Inserting a pair is carried out by a call
D.insert(k, v);
Every key k may be contained in the dictionary only once. If a pair (k,v) is inserted although k already occurs as the key of a pair (k,w), then the previous value w of k is replaced by v.
In its implementation, the class
dictionary also follows the item container
concept, which we got to know in Section 2.3.2: A direct access to the
key-value pairs is not possible; every access is carried out via
an item that refers to the respective key-value
container. (Unlike the containers of the simple container types,
the containers include two entries or attributes now: a key and a
value.) The item type is called
dic_item here.
Every insert() returns an item that
can be stored for a later access to the pair just inserted. (We do
not do this here.)
The method
D.del(k);
deletes a pair belonging to a key from the dictionary.
D.size();
returns the number of pairs contained in the dictionary.
it = D.lookup(k);
is probably the most important method of
dictionary. With a key k
passed in, it returns an item referring to the corresponding key-value
pair. If the key is not existent, it returns
nil. This operation is - like
insert() and delete() -
executed very fast even with a very large number of pairs already
contained in the dictionary. This is due to the implementation of a
dictionary as a balanced
tree: With n
pairs stored, these operations take only time O(log(n)).
By
D.change_inf(it, new_v);
the value belonging to a key can be changed to a new value
new_v via a corresponding item
it. (For historical reasons the values are denoted
as “information” in the LEDA nomenclature.)

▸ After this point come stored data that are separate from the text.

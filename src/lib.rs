//! Packwatch - watch-mode bundle coordination and virtual-file synchronization
//!
//! Packwatch drives one or more bundler compiler instances in continuous
//! watch mode, exposes a dynamically growing set of source entry points to
//! them, and serves compiled output to consumers through an async `read`
//! that waits out in-flight builds rather than ever returning stale or
//! partial bytes. It does no bundling itself: the compiler, the middleware
//! fronting its in-memory output, and the test framework's file list are
//! collaborators behind traits in [`collab`].

pub mod collab;
pub mod config;
pub mod coordinator;
pub mod gate;
pub mod preprocess;
pub mod reader;
pub mod reconcile;
pub mod registry;
pub mod store;

// Re-export commonly used types
pub use collab::{Asset, BuildPass, BuildStats, DevMiddleware, EntryResolution, FileList};
pub use config::{ConfigError, ConfigResult, CoordinatorConfig, LOADER_SEPARATOR, OutputLayout};
pub use coordinator::{BundleCoordinator, CoordinatorError};
pub use gate::{BuildGate, Thunk};
pub use preprocess::{PreprocessError, PreprocessResult, Preprocessor};
pub use reader::{OutputReader, ReadError, ReadResult};
pub use reconcile::FailureReconciler;
pub use registry::EntryRegistry;
pub use store::MemoryStore;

For an item it, the subscript operator
D[it];
returns a reference to the value of the corresponding pair; one can also write-access the value with that.
The macro
forall_items(it, D) { ... }
iterates over all pairs contained in the dictionary; successively for
every pair, it assigns to the variable it an item
referring to the respective pair. With this item, all keys and values
of the dictionary can be accessed one after another by means of the
methods
D.key(it);
D.inf(it);
Are the pairs in an associative container stored in a
certain order and can they be traversed in this order? One could
imagine here the order of the points in time of their insertion or
an order that suggests itself by a linear order of the key type,
for example the lexicographical order of the type
string.
Let us have a look at the above output of the
forall_items loop: Obviously, the pairs are
traversed in the lexicographical order of their key type (here
the type string),
not in the order of their insertion. This
is due to the implementation of the class
dictionary as a balanced (search) tree:
The key type must be an ordered type, cf. Section 2.8.3.
Therefore not every type can be used as the key of the
class dictionary, only types
that are ordered according to a function
compare(). The other associative container
types of LEDA are also subject to such restrictions due to their
implementation: In general, not every type can be used as a
key. In case of doubt, the appropriate manual page should be
consulted.
The keys of a dictionary reside
in the leaves of the search tree, ordered from left to right in
accordance with the linear order. Hence the
forall_items loop always passes through the
keys in the order that is given according to the linear order.
The class dictionary is implemented
by (2,4)-trees. If n is the number of pairs in a
dictionary, the methods
insert(),
lookup(),
del_item(), and
del() take time O(log n); a
clear() takes time O(n), all other
methods take only constant time. The space consumption is O(n).
More about the class dictionary is
found on the corresponding manual page.
For example, starting from a key, a copy of the associated value
can be requested directly by the method
access(),
del_item() deletes the pair belonging
to an item from the dictionary, and
clear() deletes all pairs from the
dictionary.